I once dated a boy who led a very sheltered culinary life. He was lovely, he was kind and he made me very happy for a very large portion of my university life. He made me laugh, he made me cry and he also made me some very questionable meals.
As is so often the case of many men from the South Wales valleys who are brought up on their mother’s cooking and no one else’s, his culinary bandwidth was very small. He ate curry from a can, chilli from a tin and soup from a packet. He also ate supernoodles. Frequently.
This meant, naturally, that I did too. Our post-lecture Thursday evening dinner options would consist of the array of Bachelor’s finest flavours found in his kitchen cupboard – an MSG lover’s heaven – that you’d have to climb over several bin bags and teabag mountains to reach.

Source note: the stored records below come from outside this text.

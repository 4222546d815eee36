use async_trait::async_trait;

use crate::config::LikeConfig;
use crate::cookie::get_cookie;
use crate::error::LikeError;
use crate::like::{LikeAction, LikeResponse};

/// A fully built like/unlike request. Always a `POST` without a body.
#[derive(Debug, Clone, PartialEq, Eq)]
pub struct LikeRequest {
    pub url: String,
    pub headers: Vec<(String, String)>,
}

impl LikeRequest {
    pub const METHOD: &'static str = "POST";

    pub fn header(&self, name: &str) -> Option<&str> {
        self.headers
            .iter()
            .find(|(key, _)| key.eq_ignore_ascii_case(name))
            .map(|(_, value)| value.as_str())
    }
}

/// Sends a [`LikeRequest`] and resolves to the raw response body.
///
/// Resolving at all means the network round trip finished; the body is
/// decoded by the caller.
#[async_trait(?Send)]
pub trait Transport {
    async fn post(&self, request: &LikeRequest) -> Result<String, LikeError>;
}

/// Holds the CSRF token read at start-up and reuses it for every request.
#[derive(Debug)]
pub struct LikeClient<T> {
    transport: T,
    csrf_token: Option<String>,
    csrf_header: String,
    namespace: String,
}

impl<T: Transport> LikeClient<T> {
    pub fn new(transport: T, config: &LikeConfig, csrf_token: Option<String>) -> Self {
        Self {
            transport,
            csrf_token,
            csrf_header: config.csrf_header.clone(),
            namespace: config.namespace.clone(),
        }
    }

    pub fn from_cookie_header(transport: T, config: &LikeConfig, cookie_header: &str) -> Self {
        let csrf_token = get_cookie(cookie_header, &config.cookie_name);
        if csrf_token.is_none() {
            log::warn!(
                "no {} cookie found; like requests will be sent without {}",
                config.cookie_name,
                config.csrf_header
            );
        }
        Self::new(transport, config, csrf_token)
    }

    pub fn csrf_token(&self) -> Option<&str> {
        self.csrf_token.as_deref()
    }

    pub fn transport(&self) -> &T {
        &self.transport
    }

    pub fn request_for(&self, pk: &str, action: LikeAction) -> LikeRequest {
        let mut headers = vec![("Content-Type".to_string(), "application/json".to_string())];
        if let Some(token) = &self.csrf_token {
            headers.push((self.csrf_header.clone(), token.clone()));
        }

        LikeRequest {
            url: action.endpoint(&self.namespace, pk),
            headers,
        }
    }

    pub async fn send(&self, pk: &str, action: LikeAction) -> Result<LikeResponse, LikeError> {
        let request = self.request_for(pk, action);
        log::debug!("{} {}", LikeRequest::METHOD, request.url);

        let body = self.transport.post(&request).await?;
        let response: LikeResponse = serde_json::from_str(&body)?;

        log::debug!("{action} {pk}: liked_by_count={}", response.liked_by_count);
        Ok(response)
    }
}
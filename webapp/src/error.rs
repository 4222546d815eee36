use thiserror::Error;
use wasm_bindgen::{JsCast, JsValue};

#[derive(Error, Debug)]
pub enum LikeError {
    #[error("request failed: {0}")]
    Transport(String),

    #[error("malformed response body: {0}")]
    Decode(#[from] serde_json::Error),

    #[error("element is missing the {0} attribute")]
    MissingAttribute(&'static str),

    #[error("no count display with id {0:?}")]
    MissingDisplay(String),

    #[error("DOM operation failed: {0}")]
    Dom(String),
}

impl LikeError {
    pub(crate) fn transport(value: JsValue) -> Self {
        LikeError::Transport(js_message(&value))
    }

    pub(crate) fn dom(value: JsValue) -> Self {
        LikeError::Dom(js_message(&value))
    }
}

fn js_message(value: &JsValue) -> String {
    if let Some(text) = value.as_string() {
        return text;
    }
    match value.dyn_ref::<js_sys::Error>() {
        Some(error) => String::from(error.message()),
        None => format!("{value:?}"),
    }
}

impl From<LikeError> for JsValue {
    fn from(err: LikeError) -> Self {
        JsValue::from_str(&err.to_string())
    }
}
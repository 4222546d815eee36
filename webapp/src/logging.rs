//! `log` backend writing to the browser console.

use log::{Level, LevelFilter, Log, Metadata, Record};
use wasm_bindgen::JsValue;
use web_sys::console;

struct ConsoleLogger;

static LOGGER: ConsoleLogger = ConsoleLogger;

impl Log for ConsoleLogger {
    fn enabled(&self, metadata: &Metadata<'_>) -> bool {
        metadata.level() <= log::max_level()
    }

    fn log(&self, record: &Record<'_>) {
        if !self.enabled(record.metadata()) {
            return;
        }

        let line: JsValue = format!("[{}] {}", record.target(), record.args()).into();
        match record.level() {
            Level::Error => console::error_1(&line),
            Level::Warn => console::warn_1(&line),
            Level::Info => console::info_1(&line),
            Level::Debug | Level::Trace => console::log_1(&line),
        }
    }

    fn flush(&self) {}
}

pub fn init(level: LevelFilter) {
    if log::set_logger(&LOGGER).is_ok() {
        log::set_max_level(level);
    }
}
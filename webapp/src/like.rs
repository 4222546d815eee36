use std::fmt;

use serde::de::Error as _;
use serde::{Deserialize, Deserializer};

pub const LIKED_GLYPH: &str = "\u{2764}\u{FE0E}";
pub const NOT_LIKED_GLYPH: &str = "\u{2661}";

/// What a like button currently shows. The flag text and glyph always move
/// together.
#[derive(Debug, Clone, Copy, PartialEq, Eq)]
pub enum LikeState {
    NotLiked,
    Liked,
}

impl LikeState {
    pub fn from_flag(flag: Option<&str>) -> Self {
        match flag {
            Some("true") => LikeState::Liked,
            _ => LikeState::NotLiked,
        }
    }

    pub fn flag(self) -> &'static str {
        match self {
            LikeState::Liked => "true",
            LikeState::NotLiked => "false",
        }
    }

    pub fn glyph(self) -> &'static str {
        match self {
            LikeState::Liked => LIKED_GLYPH,
            LikeState::NotLiked => NOT_LIKED_GLYPH,
        }
    }

    pub fn toggle_action(self) -> LikeAction {
        match self {
            LikeState::Liked => LikeAction::Unlike,
            LikeState::NotLiked => LikeAction::Like,
        }
    }
}

#[derive(Debug, Clone, Copy, PartialEq, Eq)]
pub enum LikeAction {
    Like,
    Unlike,
}

impl LikeAction {
    pub fn from_flag(flag: Option<&str>) -> Self {
        LikeState::from_flag(flag).toggle_action()
    }

    pub fn as_str(self) -> &'static str {
        match self {
            LikeAction::Like => "like",
            LikeAction::Unlike => "unlike",
        }
    }

    pub fn resulting_state(self) -> LikeState {
        match self {
            LikeAction::Like => LikeState::Liked,
            LikeAction::Unlike => LikeState::NotLiked,
        }
    }

    pub fn endpoint(self, namespace: &str, pk: &str) -> String {
        let namespace = namespace.trim_matches('/');
        format!("/{namespace}/{pk}/{}/", self.as_str())
    }
}

impl fmt::Display for LikeAction {
    fn fmt(&self, f: &mut fmt::Formatter<'_>) -> fmt::Result {
        f.write_str(self.as_str())
    }
}

/// Body returned by both the like and unlike endpoints.
#[derive(Debug, Clone, Copy, PartialEq, Eq, Deserialize)]
pub struct LikeResponse {
    #[serde(deserialize_with = "count")]
    pub liked_by_count: u64,
}

// Any JSON number that is a whole, non-negative count: `7` and `7.0` both read as 7.
fn count<'de, D: Deserializer<'de>>(deserializer: D) -> Result<u64, D::Error> {
    let number = serde_json::Number::deserialize(deserializer)?;
    if let Some(count) = number.as_u64() {
        return Ok(count);
    }
    match number.as_f64() {
        Some(value) if value >= 0.0 && value.fract() == 0.0 && value < u64::MAX as f64 => {
            Ok(value as u64)
        }
        _ => Err(D::Error::custom(format!("{number} is not a like count"))),
    }
}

He’d make a big song and dance over the preparation, each time telling me that there was ‘a total knack to it, Em’ and ‘a secret special way’ to ‘maximise flavour’. This hack, is one of such culinary wizardry, that you’ll wonder whether this article is a confession that I dated one of the hosts of Sunday Brunch.
To this day, if ever I’m in the mood where you just want to eat something entirely unhealthy, uninspiring and guilt-full, I use his hack. And it goes a little something like this:
Supernoodles, student boyfriend style
- Select packet of supernoodles from the cupboard stash your mother bought you the last time she came to visit.
- Double check the supernoodle instructions, despite having religiously participated in this routine for the last 2 years.
- Take the noodles out of the pack, whilst frantically looking round to see if there’s a clean bowl available.
- Put the slab of noodles into the now-wet bowl you just rinsed 2-day-old spaghetti bolognese out of.
- Punch the noodles, so that they break into quarters.
- Boil the kettle, thinking that it would’ve been much better if you’d done this before step 6 in the recipe.
- Pour the boiling water over the noodles, wondering how high you can pour it in the bowl before it makes the noodles float.
- Mop up spilled water.
- Put bowl of noodles in the horrifically stained microwave, without thinking about the last time it was cleaned.
- Wait for 4 mins.
- Begin to drain water from the bowl, before realising the bowl is burning your hands.
- Return to bowl-draining, this time with the last scrap of kitchen role as your fingertip protector.
- Once bowl is empty, save for a tiny amount of water at the bottom, give it a stir with a slightly crusty fork.
- And here’s the hack. At this point, and ONLY at this point do you add the sachet of flavour powder. If you add it before, like the packet says, you’ll drain away the majority of the flavour in the water, which is just a waste of taste.
So there you have it. Add the sachet last. And as you sprinkle it on like salt bae, take a moment to thank and think of the boy who once drank brine from the tuna can.